Moreover, the Government considers that parents should be assessed based on full potential income (from the "capacity to provide support" goal interpretation). It would fail that objective to set taxable income to a lower amount (which rules out trying to soften hardship effects).

Another object of the CSA Act (Section 4) is "that children share in changes in the standard of living of both their parents, whether or not they are living with both or either of them".

A parent's living standards depend on actual income, not potential or theoretical. But, as with the hardship provisions, this is ignored in Reason 8 decision making. Officers assume the goal is to assess parents using potential financial capacity.

Why Reason 8 Decisions are Usually Wrong

Angst due to a Reason 8 Change of Child Support Assessment.

The Reason 8 COA facility is important to achieve fairer child support outcomes. Without it, parents could use a host of strategies to reduce payments or artificially inflate how much they receive.

But, at present, the COA system is structured towards stopping people from avoiding child support. It makes little allowance for parents who just happen to have unrealised financial capacity. For such parents, the decision-making method is unreasonable and the outcome usually unfair. Here's why.

Decisions are meant to be discretionary – but they're not

The CSA Act doesn't set out hard goals for COA decisions. It leaves the decision open to the officer, using words such as "reasonable" and "adequate". Any decision should be made by balancing the particular facts and considerations of the case. However, the Agency applies the law by re-purposing selected general objects of the Act (which aren't meant to handle unrealised financial capacity). COA decisions are predictable and pre-determined instead of flexible.
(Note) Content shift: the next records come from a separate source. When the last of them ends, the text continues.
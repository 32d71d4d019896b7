// ─────────────────────────────────────────────────────────────────────
// SCPN Balance Sim — Structural Checks
// © 1998–2026 Miroslav Šotek. All rights reserved.
// Contact: www.anulum.li | protoscience@anulum.li
// ORCID: https://orcid.org/0009-0009-3560-0851
// License: GNU AGPL v3 | Commercial licensing available
// ─────────────────────────────────────────────────────────────────────
//! Controllability and observability rank tests.
//!
//! Observability uses full-state output (`C = I`), so it holds for any `A`;
//! it is computed anyway so both ranks are reported together.

use balance_math::linalg::matrix_rank;
use ndarray::{s, Array2};
use tracing::debug;

/// Numerical ranks of the two structural matrices.
#[derive(Debug, Clone, Copy, PartialEq, Eq)]
pub struct StructuralRanks {
    pub controllability: usize,
    pub observability: usize,
    pub state_dim: usize,
}

impl StructuralRanks {
    pub fn is_full(&self) -> bool {
        self.controllability == self.state_dim && self.observability == self.state_dim
    }
}

/// `[B, AB, A²B, …, Aⁿ⁻¹B]`, n × n·m.
pub fn controllability_matrix(a: &Array2<f64>, b: &Array2<f64>) -> Array2<f64> {
    let n = a.nrows();
    let m = b.ncols();
    let mut ctrb = Array2::<f64>::zeros((n, n * m));
    let mut block = b.clone();
    for k in 0..n {
        ctrb.slice_mut(s![.., k * m..(k + 1) * m]).assign(&block);
        block = a.dot(&block);
    }
    ctrb
}

/// `[C; CA; CA²; …; CAⁿ⁻¹]`, n·p × n.
pub fn observability_matrix(a: &Array2<f64>, c: &Array2<f64>) -> Array2<f64> {
    let n = a.nrows();
    let p = c.nrows();
    let mut obsv = Array2::<f64>::zeros((n * p, n));
    let mut block = c.clone();
    for k in 0..n {
        obsv.slice_mut(s![k * p..(k + 1) * p, ..]).assign(&block);
        block = block.dot(a);
    }
    obsv
}

/// Ranks of the controllability matrix of `(A, B)` and the observability
/// matrix of `(A, I)`.
pub fn structural_ranks(a: &Array2<f64>, b: &Array2<f64>) -> StructuralRanks {
    let n = a.nrows();
    let ctrb = controllability_matrix(a, b);
    let obsv = observability_matrix(a, &Array2::eye(n));
    let ranks = StructuralRanks {
        controllability: matrix_rank(&ctrb, None),
        observability: matrix_rank(&obsv, None),
        state_dim: n,
    };
    debug!(
        ctrb_rank = ranks.controllability,
        obsv_rank = ranks.observability,
        n,
        "structural ranks"
    );
    ranks
}

/// `true` iff both matrices have full rank.
pub fn check(a: &Array2<f64>, b: &Array2<f64>) -> bool {
    structural_ranks(a, b).is_full()
}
The CSA Act has a provision (in Section 3) which essentially says that both parents are responsible for paying for a child. Parents have the "primary duty" to maintain a child. And this duty "has priority over all commitments" beyond the need to support oneself and any other dependent children.

It's fine applying the "duty to maintain a child" principle when talking about how a parent spends their budget. But it's a different matter for unrealised financial capacity. Does a parent have a duty to sell a property in order to pay more child support? Is a parent compelled to never swap work hours for study hours, or to always stay in a high-paying job which makes them miserable? Of course not – there's more to life and being a good parent than maximising how much money you've got right now.

The DHS uses the "duty to maintain a child" principle in COA decisions to fully discount other reasons for a parent choosing a certain arrangement. In making an assessment variation, it will disregard your actual choice and simply assume that you sold the property, never studied, or stayed in the depressing job. Delegitimising a parent's choice in this way is a misapplication of the law.

Real budgets are ignored

If the DHS determines you have extra financial capacity than indicated by taxable income, it will assess you based on your full, theoretical capacity. Too bad if you're actually unemployed and not earning $100,000 a year. Too bad if you have to sell your house to pay the bills.

The Department justifies this on the basis that an objective of the Child Support Scheme is that child support should be "determined according to their [the parents'] capacity to provide financial support" (Section 4). However, this misinterprets the CSA Act. When looked at in context, "capacity to provide financial support", has ordinary meaning. It's not meant to capture theoretical funds. Furthermore, the legislation explicitly requires real incomes to be considered.

Decision makers are required to have regard to the potential for a decision to cause hardship. You would think this would prevent decisions which place payers into a position of poverty or potential homelessness. However, the DHS reasons that, if you have spare financial capacity, you can avoid hardship by realising that capacity. While this seems logical, it doesn't help payers who are unable or unwilling to do what is required (for example, a parent who resigned from work after suffering a nervous breakdown and struggles to regain employment).